WHAT YOU ARE ASKED TO DO: Pick each line containing "index" out of the records.
====== SUPPLIED MATERIAL
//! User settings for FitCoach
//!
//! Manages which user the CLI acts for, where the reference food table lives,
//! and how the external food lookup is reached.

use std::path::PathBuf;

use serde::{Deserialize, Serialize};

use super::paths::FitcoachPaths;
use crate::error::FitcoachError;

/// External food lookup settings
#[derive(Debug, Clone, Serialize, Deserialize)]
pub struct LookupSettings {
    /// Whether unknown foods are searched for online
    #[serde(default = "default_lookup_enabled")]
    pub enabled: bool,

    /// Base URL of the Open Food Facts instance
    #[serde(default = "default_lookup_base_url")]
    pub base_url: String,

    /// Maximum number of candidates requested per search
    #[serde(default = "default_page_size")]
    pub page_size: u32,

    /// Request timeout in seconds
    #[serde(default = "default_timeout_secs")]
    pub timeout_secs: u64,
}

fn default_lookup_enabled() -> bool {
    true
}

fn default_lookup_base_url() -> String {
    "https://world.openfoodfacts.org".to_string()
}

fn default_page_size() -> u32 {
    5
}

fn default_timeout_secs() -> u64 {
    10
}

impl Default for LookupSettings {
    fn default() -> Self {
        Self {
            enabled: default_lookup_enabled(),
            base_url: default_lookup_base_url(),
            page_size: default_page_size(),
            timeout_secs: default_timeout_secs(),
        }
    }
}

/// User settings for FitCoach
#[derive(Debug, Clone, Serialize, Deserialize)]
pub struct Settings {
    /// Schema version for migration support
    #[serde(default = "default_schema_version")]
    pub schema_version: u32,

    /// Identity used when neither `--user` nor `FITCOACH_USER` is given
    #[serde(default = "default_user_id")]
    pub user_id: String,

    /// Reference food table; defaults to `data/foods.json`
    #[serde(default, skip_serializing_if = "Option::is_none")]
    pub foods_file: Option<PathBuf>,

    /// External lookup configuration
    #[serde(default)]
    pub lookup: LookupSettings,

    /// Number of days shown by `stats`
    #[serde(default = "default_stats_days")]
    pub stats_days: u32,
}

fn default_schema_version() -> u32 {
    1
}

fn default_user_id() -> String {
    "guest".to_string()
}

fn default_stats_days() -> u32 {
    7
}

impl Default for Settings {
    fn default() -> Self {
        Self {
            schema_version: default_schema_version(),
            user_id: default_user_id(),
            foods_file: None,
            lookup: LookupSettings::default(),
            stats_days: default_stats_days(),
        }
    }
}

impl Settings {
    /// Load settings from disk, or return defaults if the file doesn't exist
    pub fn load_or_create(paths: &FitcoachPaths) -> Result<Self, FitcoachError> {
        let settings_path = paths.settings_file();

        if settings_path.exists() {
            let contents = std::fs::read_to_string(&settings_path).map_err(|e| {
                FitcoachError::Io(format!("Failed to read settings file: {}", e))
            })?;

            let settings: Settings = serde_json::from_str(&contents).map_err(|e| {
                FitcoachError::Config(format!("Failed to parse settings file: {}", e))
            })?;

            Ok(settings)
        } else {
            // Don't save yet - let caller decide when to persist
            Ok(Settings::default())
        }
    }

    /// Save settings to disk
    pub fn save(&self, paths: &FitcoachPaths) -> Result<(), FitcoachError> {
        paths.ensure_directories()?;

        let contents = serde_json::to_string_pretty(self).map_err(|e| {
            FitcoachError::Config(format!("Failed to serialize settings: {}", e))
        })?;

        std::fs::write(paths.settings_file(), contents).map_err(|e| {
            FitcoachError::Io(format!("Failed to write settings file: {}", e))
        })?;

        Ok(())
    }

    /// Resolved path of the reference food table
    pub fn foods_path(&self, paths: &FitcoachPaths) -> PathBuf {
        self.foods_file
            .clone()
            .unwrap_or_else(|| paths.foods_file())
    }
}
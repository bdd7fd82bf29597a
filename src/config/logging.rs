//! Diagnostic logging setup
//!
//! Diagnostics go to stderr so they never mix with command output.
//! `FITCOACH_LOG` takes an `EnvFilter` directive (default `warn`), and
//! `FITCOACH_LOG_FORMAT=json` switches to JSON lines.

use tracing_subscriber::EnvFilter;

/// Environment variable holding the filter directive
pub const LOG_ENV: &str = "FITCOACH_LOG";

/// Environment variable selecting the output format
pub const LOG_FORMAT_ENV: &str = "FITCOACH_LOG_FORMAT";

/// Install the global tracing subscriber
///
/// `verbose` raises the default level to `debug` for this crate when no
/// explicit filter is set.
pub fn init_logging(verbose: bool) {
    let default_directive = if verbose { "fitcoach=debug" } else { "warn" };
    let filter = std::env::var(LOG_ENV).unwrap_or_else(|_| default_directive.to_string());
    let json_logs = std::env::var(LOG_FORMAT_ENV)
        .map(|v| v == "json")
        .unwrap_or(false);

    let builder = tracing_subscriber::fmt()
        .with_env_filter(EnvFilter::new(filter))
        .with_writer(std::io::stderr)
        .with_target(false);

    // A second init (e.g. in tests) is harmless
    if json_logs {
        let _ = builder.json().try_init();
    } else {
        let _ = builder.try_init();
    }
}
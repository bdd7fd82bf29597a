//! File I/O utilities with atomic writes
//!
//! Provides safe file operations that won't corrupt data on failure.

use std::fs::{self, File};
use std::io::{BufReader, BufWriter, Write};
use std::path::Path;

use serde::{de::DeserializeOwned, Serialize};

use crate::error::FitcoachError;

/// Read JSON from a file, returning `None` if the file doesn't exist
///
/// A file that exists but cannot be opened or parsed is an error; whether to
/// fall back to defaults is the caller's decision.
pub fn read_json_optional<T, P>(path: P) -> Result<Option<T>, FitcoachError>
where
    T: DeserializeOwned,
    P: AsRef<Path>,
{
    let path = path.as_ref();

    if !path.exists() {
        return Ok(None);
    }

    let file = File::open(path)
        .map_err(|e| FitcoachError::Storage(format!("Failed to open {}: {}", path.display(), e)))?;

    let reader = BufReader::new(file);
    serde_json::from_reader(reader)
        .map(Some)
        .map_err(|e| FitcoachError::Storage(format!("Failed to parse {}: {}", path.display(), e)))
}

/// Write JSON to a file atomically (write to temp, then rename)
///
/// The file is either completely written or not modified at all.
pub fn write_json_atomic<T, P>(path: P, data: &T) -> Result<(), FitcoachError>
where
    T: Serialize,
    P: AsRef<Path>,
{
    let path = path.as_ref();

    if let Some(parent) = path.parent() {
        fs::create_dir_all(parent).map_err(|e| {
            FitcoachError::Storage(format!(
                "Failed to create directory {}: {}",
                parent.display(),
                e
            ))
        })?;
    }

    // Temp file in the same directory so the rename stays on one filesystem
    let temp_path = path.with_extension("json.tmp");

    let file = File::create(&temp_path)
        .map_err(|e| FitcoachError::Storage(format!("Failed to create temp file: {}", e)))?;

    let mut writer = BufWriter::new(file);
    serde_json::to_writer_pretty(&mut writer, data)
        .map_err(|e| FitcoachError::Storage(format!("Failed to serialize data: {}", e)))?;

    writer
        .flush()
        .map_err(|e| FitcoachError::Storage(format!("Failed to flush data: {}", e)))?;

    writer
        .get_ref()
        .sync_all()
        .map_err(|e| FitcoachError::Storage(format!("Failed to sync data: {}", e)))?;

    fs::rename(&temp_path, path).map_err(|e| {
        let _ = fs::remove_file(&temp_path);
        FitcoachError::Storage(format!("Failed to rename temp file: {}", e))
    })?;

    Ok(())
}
============
====== SUPPLIED MATERIAL
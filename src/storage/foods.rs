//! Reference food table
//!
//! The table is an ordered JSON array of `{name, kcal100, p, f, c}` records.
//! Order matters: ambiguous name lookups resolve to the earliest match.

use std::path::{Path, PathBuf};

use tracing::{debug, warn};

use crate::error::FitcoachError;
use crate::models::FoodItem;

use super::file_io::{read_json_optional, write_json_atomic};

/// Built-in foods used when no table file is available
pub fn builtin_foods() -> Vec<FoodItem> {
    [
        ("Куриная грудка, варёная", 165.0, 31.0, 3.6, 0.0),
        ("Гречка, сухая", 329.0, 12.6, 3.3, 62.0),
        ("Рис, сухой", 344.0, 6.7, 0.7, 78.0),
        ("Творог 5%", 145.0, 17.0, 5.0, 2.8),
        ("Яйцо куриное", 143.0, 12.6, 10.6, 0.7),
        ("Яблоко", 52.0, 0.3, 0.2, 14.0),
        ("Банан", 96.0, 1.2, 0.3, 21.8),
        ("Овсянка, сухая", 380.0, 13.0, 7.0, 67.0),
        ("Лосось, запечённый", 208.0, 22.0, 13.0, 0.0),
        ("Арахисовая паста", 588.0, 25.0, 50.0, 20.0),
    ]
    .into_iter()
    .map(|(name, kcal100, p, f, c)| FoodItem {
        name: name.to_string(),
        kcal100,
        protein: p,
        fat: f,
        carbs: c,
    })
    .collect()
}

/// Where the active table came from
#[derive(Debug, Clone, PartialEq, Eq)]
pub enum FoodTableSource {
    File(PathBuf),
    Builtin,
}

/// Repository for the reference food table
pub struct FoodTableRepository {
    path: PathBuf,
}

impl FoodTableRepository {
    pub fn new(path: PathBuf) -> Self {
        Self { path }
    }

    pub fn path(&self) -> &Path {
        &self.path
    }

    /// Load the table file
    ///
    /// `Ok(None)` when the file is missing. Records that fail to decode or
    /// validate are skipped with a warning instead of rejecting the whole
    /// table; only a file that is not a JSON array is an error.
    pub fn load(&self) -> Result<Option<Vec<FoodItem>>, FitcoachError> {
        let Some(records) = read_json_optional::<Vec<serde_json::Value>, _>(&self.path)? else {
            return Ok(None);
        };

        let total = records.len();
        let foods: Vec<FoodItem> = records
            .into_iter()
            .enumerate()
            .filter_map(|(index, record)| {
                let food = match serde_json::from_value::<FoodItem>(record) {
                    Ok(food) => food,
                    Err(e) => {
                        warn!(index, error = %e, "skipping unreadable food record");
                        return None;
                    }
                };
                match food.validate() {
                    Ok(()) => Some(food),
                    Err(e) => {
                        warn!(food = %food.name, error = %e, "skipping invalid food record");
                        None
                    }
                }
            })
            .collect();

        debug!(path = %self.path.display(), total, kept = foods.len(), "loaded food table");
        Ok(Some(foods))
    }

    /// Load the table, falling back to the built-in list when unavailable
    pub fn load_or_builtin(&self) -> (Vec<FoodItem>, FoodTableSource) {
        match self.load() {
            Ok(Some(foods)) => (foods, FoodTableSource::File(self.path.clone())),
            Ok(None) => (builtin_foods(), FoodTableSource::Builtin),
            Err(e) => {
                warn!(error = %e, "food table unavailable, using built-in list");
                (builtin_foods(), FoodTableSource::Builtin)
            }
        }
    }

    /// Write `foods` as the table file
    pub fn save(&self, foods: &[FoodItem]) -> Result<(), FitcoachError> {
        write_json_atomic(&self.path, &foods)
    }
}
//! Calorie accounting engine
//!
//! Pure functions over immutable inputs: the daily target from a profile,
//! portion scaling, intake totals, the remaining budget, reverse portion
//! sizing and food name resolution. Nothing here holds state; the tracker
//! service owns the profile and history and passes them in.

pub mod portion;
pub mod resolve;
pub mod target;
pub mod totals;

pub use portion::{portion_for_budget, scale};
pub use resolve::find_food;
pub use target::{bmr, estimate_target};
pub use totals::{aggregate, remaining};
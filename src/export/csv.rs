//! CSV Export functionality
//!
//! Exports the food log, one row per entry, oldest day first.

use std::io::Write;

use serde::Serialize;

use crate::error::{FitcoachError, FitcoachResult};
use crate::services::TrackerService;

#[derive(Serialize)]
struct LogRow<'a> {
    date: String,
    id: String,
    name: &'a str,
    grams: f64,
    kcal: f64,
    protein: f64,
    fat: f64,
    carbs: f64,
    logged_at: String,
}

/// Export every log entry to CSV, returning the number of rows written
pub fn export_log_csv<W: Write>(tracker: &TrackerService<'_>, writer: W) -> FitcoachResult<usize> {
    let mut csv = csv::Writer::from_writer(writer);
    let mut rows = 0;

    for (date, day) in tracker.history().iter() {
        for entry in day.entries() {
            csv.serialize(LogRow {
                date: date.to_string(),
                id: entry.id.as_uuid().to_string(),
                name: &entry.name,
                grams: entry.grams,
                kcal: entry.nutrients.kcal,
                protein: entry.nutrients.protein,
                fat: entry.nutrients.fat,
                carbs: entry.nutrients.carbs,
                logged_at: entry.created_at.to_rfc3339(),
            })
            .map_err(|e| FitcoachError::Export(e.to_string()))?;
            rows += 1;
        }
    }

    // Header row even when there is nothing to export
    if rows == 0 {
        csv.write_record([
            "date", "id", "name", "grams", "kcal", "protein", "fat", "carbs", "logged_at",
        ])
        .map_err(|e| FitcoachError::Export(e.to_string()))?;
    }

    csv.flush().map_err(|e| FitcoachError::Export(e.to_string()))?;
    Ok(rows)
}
============
RESULT BELOW:
            .filter_map(|(index, record)| {
                        warn!(index, error = %e, "skipping unreadable food record");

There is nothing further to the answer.